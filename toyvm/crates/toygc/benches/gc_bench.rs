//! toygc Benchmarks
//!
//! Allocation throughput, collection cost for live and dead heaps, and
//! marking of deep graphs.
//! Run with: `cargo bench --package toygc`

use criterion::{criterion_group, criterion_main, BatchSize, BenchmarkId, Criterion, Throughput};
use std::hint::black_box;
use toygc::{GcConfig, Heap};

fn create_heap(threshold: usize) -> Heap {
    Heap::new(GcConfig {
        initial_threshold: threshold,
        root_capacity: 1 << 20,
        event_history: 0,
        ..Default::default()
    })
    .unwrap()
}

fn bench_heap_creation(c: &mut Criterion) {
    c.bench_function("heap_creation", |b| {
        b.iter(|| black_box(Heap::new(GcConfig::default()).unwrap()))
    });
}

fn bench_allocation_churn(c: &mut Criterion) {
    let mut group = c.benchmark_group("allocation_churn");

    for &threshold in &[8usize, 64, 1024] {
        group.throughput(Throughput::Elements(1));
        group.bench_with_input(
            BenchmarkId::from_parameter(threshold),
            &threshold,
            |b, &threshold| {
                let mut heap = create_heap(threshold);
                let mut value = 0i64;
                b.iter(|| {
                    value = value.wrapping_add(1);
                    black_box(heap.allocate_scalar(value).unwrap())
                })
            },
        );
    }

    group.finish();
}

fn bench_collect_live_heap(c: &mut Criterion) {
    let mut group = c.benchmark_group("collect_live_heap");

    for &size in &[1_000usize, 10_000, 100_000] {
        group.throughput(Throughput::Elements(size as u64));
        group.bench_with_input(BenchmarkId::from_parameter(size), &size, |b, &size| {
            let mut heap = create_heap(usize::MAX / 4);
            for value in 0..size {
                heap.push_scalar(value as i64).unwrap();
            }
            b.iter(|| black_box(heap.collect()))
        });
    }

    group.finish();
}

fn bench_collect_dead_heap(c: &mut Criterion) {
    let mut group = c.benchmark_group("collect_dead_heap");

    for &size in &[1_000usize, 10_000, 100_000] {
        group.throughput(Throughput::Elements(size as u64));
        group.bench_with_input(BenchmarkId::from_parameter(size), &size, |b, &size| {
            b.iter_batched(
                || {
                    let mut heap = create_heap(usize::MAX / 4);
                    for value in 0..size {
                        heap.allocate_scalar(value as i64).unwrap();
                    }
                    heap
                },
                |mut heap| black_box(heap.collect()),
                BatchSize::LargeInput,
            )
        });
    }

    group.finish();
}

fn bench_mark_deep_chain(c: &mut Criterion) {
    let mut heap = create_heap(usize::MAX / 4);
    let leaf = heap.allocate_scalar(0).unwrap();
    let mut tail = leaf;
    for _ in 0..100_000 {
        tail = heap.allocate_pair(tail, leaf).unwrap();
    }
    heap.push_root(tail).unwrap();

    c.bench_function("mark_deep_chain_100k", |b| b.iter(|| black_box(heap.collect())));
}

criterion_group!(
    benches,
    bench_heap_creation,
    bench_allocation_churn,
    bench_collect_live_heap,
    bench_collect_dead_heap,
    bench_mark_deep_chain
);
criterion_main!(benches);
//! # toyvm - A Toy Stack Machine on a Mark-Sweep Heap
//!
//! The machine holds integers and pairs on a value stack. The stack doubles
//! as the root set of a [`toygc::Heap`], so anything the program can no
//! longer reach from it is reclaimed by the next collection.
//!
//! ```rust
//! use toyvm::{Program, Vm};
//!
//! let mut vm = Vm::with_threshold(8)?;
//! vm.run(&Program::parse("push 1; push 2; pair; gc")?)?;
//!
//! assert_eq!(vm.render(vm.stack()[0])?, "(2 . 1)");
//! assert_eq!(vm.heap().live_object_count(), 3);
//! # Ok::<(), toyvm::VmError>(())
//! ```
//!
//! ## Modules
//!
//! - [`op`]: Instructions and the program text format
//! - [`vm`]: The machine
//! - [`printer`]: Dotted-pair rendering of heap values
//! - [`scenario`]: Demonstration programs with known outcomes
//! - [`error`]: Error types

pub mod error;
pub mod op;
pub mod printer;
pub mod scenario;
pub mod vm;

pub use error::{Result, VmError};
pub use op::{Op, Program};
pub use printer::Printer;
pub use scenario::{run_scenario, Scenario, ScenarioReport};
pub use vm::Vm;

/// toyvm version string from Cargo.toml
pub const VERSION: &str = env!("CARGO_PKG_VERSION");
* * * * * * * * *
EXERCISE GOAL >>
Looking at the records above, work out how many lines include the string "default". Give the number and nothing else.

SOLUTION TO THIS PROBLEM >>
2